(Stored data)
______
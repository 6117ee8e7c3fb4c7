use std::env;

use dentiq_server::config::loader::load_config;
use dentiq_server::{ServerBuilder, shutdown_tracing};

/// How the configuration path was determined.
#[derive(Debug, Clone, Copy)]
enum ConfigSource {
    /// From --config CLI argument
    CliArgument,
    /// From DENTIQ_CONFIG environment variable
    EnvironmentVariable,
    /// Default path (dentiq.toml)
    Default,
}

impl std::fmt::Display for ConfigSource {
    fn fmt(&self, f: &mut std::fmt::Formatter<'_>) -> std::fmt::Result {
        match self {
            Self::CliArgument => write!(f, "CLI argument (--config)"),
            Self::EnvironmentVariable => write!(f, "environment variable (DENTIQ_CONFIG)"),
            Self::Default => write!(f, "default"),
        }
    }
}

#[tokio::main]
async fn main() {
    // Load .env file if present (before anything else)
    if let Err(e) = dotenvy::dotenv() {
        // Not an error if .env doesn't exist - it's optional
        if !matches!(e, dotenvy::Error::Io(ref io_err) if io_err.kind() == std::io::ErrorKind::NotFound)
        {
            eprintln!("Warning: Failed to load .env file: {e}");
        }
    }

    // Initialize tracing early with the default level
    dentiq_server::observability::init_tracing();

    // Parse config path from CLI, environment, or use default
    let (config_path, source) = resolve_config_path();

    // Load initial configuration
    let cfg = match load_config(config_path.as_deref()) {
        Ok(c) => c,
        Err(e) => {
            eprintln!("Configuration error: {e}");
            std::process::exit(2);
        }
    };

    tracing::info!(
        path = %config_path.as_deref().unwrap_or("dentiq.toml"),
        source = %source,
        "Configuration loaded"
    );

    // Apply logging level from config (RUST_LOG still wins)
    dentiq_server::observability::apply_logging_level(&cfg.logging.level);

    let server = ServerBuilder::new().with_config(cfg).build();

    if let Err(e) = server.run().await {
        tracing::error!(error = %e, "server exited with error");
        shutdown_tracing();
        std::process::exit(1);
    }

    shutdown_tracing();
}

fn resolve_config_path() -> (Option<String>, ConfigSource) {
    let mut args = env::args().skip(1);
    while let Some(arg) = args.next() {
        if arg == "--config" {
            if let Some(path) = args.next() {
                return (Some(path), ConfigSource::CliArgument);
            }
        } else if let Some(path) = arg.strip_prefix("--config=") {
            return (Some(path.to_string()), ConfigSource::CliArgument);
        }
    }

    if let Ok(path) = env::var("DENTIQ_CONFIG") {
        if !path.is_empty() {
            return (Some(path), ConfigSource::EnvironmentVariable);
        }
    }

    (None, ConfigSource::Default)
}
______
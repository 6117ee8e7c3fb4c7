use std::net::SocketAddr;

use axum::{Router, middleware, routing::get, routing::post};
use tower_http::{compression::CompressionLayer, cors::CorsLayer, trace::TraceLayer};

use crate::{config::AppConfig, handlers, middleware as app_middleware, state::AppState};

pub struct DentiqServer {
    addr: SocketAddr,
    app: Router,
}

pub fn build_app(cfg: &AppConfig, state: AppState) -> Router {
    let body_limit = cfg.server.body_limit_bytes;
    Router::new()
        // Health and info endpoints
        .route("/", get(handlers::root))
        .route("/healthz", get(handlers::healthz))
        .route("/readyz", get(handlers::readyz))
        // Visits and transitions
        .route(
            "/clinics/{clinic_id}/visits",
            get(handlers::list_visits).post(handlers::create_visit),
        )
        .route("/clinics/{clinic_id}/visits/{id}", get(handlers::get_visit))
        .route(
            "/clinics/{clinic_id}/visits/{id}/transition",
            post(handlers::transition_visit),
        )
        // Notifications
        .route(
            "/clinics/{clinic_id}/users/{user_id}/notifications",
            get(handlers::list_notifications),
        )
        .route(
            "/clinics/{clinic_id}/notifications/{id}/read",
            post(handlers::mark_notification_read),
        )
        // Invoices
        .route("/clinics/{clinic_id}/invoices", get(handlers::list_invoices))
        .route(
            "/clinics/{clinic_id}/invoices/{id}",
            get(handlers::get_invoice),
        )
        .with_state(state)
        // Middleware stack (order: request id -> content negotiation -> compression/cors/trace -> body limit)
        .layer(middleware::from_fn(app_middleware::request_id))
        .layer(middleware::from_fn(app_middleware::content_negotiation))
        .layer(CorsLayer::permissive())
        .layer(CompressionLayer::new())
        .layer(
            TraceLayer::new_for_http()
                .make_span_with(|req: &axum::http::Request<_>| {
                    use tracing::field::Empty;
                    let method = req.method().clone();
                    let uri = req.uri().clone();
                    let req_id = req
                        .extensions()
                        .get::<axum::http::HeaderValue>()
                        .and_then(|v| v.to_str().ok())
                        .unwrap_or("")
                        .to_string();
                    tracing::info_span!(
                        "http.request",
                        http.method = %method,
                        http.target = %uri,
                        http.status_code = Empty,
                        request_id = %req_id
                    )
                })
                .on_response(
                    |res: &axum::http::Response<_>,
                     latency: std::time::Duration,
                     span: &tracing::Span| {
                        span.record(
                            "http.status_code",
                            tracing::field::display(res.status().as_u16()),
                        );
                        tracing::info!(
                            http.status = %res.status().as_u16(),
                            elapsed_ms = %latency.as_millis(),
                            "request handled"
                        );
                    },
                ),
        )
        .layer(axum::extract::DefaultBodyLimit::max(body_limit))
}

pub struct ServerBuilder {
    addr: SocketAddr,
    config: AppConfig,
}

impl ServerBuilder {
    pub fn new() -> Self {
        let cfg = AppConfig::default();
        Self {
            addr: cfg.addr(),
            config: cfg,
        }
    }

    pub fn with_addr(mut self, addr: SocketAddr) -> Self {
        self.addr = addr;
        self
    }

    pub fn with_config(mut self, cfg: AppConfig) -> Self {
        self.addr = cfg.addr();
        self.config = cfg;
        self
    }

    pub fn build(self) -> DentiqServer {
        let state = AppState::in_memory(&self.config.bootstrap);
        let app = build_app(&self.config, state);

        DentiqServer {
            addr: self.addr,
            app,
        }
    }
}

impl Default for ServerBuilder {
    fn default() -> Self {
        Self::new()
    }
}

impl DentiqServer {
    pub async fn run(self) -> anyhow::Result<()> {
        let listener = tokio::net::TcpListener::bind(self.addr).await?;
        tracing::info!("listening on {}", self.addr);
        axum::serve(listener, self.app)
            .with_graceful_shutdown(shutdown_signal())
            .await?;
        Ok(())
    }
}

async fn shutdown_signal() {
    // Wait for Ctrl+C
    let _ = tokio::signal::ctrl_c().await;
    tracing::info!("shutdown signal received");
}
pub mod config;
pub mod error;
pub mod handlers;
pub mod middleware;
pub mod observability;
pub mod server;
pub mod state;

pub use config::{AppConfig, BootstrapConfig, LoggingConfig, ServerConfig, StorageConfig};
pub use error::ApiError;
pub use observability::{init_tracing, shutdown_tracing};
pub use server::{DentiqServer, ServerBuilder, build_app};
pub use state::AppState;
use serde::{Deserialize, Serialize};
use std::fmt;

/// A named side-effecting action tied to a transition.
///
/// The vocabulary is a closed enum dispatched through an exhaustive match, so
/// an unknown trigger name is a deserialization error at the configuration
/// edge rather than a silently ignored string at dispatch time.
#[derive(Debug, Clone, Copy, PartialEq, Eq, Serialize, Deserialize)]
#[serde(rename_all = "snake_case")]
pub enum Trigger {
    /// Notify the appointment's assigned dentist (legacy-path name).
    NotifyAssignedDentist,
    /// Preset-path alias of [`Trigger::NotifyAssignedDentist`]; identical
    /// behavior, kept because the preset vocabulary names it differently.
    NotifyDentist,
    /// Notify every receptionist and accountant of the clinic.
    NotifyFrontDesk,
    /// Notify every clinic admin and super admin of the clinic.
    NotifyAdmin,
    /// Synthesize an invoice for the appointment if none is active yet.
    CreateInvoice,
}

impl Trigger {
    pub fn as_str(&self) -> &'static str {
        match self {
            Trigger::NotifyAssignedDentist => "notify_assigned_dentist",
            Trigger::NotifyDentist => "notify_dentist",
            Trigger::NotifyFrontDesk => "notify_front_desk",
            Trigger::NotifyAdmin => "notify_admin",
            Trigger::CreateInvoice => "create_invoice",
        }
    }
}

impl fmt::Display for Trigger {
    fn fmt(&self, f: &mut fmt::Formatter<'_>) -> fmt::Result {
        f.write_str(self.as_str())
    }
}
______
- TASK STATEMENT -
Find every line in the records above that contains the word "Formatter", and copy each one.

- TASK ANSWER -
    fn fmt(&self, f: &mut std::fmt::Formatter<'_>) -> std::fmt::Result {
    fn fmt(&self, f: &mut fmt::Formatter<'_>) -> fmt::Result {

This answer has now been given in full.